La fête funéraire d’un enterrement est la plus grande occasion pour les Chinois de déployer leur luxe et de faire ostentation de leurs richesses. On a vu des familles se ruiner pour célébrer le décès d’un de leurs membres.

Instruments de musique chinois. — Dessin de Catenacci d’après une photographie.

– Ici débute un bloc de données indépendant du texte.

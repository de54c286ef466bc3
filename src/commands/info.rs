//! `info <project>`: print what the tool resolved for a project.

use super::{Command, CommandContext};
use crate::error::Result;
use crate::project::ProjectSlot;
use std::path::{Path, PathBuf};

#[derive(Debug, Clone)]
pub struct InfoCommand {
    project: ProjectSlot,
}

impl InfoCommand {
    pub fn new(project_path: impl Into<PathBuf>) -> Self {
        Self {
            project: ProjectSlot::new(project_path),
        }
    }
}

impl Command for InfoCommand {
    fn name(&self) -> &str {
        "info"
    }

    fn requires_project_load(&self) -> bool {
        true
    }

    fn load_project(&mut self) -> Result<()> {
        self.project.load().map(|_| ())
    }

    fn project_path(&self) -> Option<&Path> {
        Some(self.project.path())
    }

    fn run(&mut self, ctx: &mut CommandContext<'_>) -> Result<()> {
        let project = self.project.loaded()?.clone();

        ctx.println(&format!("Project:   {}", project.name))?;
        if let Some(version) = &project.version {
            ctx.println(&format!("Version:   {}", version))?;
        }
        ctx.println(&format!("Path:      {}", project.path.display()))?;
        ctx.println(&format!("File:      {}", project.file.display()))?;
        for dir in ctx.resource_cache.resource_dirs() {
            ctx.println(&format!("Resources: {}", dir.display()))?;
        }
        if let Some(build) = ctx.build_system.build_path() {
            ctx.println(&format!("Build:     {}", build.display()))?;
        }

        ctx.finished();
        Ok(())
    }
}
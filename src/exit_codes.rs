//! Exit code constants for atomic-cli.
//!
//! The tool only distinguishes two outcomes:
//! - 0: Success (command finished, activation/deactivation succeeded)
//! - 1: Failure (any abort path: parse, environment, license, command, startup)

/// Successful execution.
pub const SUCCESS: i32 = 0;

/// Any failure path. Mirrors the C `EXIT_FAILURE` value.
pub const FAILURE: i32 = 1;
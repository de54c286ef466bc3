//! atomic-cli: command-line front-end for the Atomic tool chain.
//!
//! The binary is a thin wrapper around [`orchestrator::AtomicTool`], which
//! selects one command from the arguments, prepares its environment, gates it
//! behind the license subsystem when required, runs it, and reports a single
//! exit code.

pub mod cli;
pub mod commands;
pub mod config;
pub mod context;
pub mod engine;
pub mod environment;
pub mod error;
pub mod events;
pub mod exit;
pub mod exit_codes;
pub mod fs;
pub mod license;
pub mod orchestrator;
pub mod project;
pub mod subsystems;
pub mod telemetry;

#[cfg(test)]
mod test_support;
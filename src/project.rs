//! Project discovery and loading.
//!
//! A project is a directory holding exactly one `*.atomic` project file next
//! to its `Resources/` folder. The project file is JSON:
//!
//! ```json
//! { "name": "MyGame", "version": "1.0.0" }
//! ```

use crate::error::{Result, ToolError};
use serde::{Deserialize, Serialize};
use std::fs;
use std::path::{Path, PathBuf};

/// Extension of project files.
pub const PROJECT_FILE_EXTENSION: &str = "atomic";

/// On-disk project file.
#[derive(Debug, Clone, PartialEq, Eq, Serialize, Deserialize)]
pub struct ProjectFile {
    pub name: String,
    #[serde(default, skip_serializing_if = "Option::is_none")]
    pub version: Option<String>,
}

/// A loaded project.
#[derive(Debug, Clone, PartialEq, Eq)]
pub struct Project {
    /// Project directory.
    pub path: PathBuf,
    /// Project file inside [`Project::path`].
    pub file: PathBuf,
    pub name: String,
    pub version: Option<String>,
}

impl Project {
    /// Load the project in `dir`.
    pub fn load(dir: &Path) -> Result<Self> {
        if !dir.is_dir() {
            return Err(ToolError::Environment(format!(
                "project directory not found: {}",
                dir.display()
            )));
        }

        let file = find_project_file(dir)?;
        let content = fs::read_to_string(&file).map_err(|e| {
            ToolError::Environment(format!(
                "failed to read project file '{}': {}",
                file.display(),
                e
            ))
        })?;
        let parsed: ProjectFile = serde_json::from_str(&content).map_err(|e| {
            ToolError::Environment(format!(
                "failed to parse project file '{}': {}",
                file.display(),
                e
            ))
        })?;

        Ok(Self {
            path: dir.to_path_buf(),
            file,
            name: parsed.name,
            version: parsed.version,
        })
    }
}

fn find_project_file(dir: &Path) -> Result<PathBuf> {
    let entries = fs::read_dir(dir).map_err(|e| {
        ToolError::Environment(format!(
            "failed to read project directory '{}': {}",
            dir.display(),
            e
        ))
    })?;

    let mut candidates: Vec<PathBuf> = entries
        .filter_map(|entry| entry.ok().map(|e| e.path()))
        .filter(|path| {
            path.is_file()
                && path.extension().and_then(|e| e.to_str()) == Some(PROJECT_FILE_EXTENSION)
        })
        .collect();
    candidates.sort();

    match candidates.len() {
        0 => Err(ToolError::Environment(format!(
            "no .{} project file in {}",
            PROJECT_FILE_EXTENSION,
            dir.display()
        ))),
        1 => Ok(candidates.remove(0)),
        n => Err(ToolError::Environment(format!(
            "{} project files in {}, expected one",
            n,
            dir.display()
        ))),
    }
}

/// Project path given on the command line, loaded on demand.
#[derive(Debug, Clone)]
pub struct ProjectSlot {
    path: PathBuf,
    project: Option<Project>,
}

impl ProjectSlot {
    pub fn new(path: impl Into<PathBuf>) -> Self {
        Self {
            path: path.into(),
            project: None,
        }
    }

    pub fn path(&self) -> &Path {
        &self.path
    }

    pub fn load(&mut self) -> Result<&Project> {
        let project = Project::load(&self.path)?;
        Ok(self.project.insert(project))
    }

    /// The loaded project; errors if [`ProjectSlot::load`] has not succeeded.
    pub fn loaded(&self) -> Result<&Project> {
        self.project.as_ref().ok_or_else(|| {
            ToolError::Command(format!("project not loaded: {}", self.path.display()))
        })
    }
}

Dès le matin, l’administration des pompes funèbres établit à la porte de la maison mortuaire une espèce d’arc de triomphe en nattes sous lequel des musiciens gagés exécutent des airs tristes et solennels. La salle d’entrée, drapée dans toute sa hauteur, reçoit les amis et les connaissances du défunt, dont le portrait est placé au-dessus des statues des dieux domestiques et de l’autel des ancêtres. Un repas somptueux est servi sur des tables dressées à l’avance, et tous les invités doivent par convenance s’y asseoir et manger, car c’est le mort, devant lequel sont placés ses mets favoris, qui est supposé vous recevoir et manger avec vous. On ne voit pas le cercueil : il est placé dans une chambre retirée. Bientôt le gong annonce le départ du cortége : en tête s’avancent les porte-bannières déployant des drapeaux et des cadres peints sur lesquels sont tracées des inscriptions louangeuses ; derrière eux la troupe des musiciens où dominent les instruments à vent, trompes, flûtes, cornes et surtout l’inévitable tam-tam, font entendre sans interruption des mélodies un peu monotones, mais d’un effet très-lugubre ; puis viennent des bonzes qui portent sur leurs dos des autels et les statues des divinités. Ces prêtres précèdent la bière entourée d’une immense catafalque et de draperies avec des glands de soie. Les dorures, les couleurs les plus gaies, les plus éclatantes et les plus bariolées ornent le char funèbre et les panneaux du catafalque décorés de dessins sur verre. Cette lourde machine n’est pas traînée par des mulets ; elle est conduite à bras comme un palanquin, et il faut au moins quarante hommes qui se relayent successivement pour le transporter. Une troupe de pleureuses, tête baissée et voilée, suivent le cercueil et accompagnent les musiciens de leurs cris nasillards ; enfin vient la famille cachée dans des chaises à porteur toutes drapées d’étoffes blanches. Il est de bon goût qu’aucun parent du défunt ne se laisse voir, à cause de la douleur où on suppose qu’il doit être plongé (voy. p. 77).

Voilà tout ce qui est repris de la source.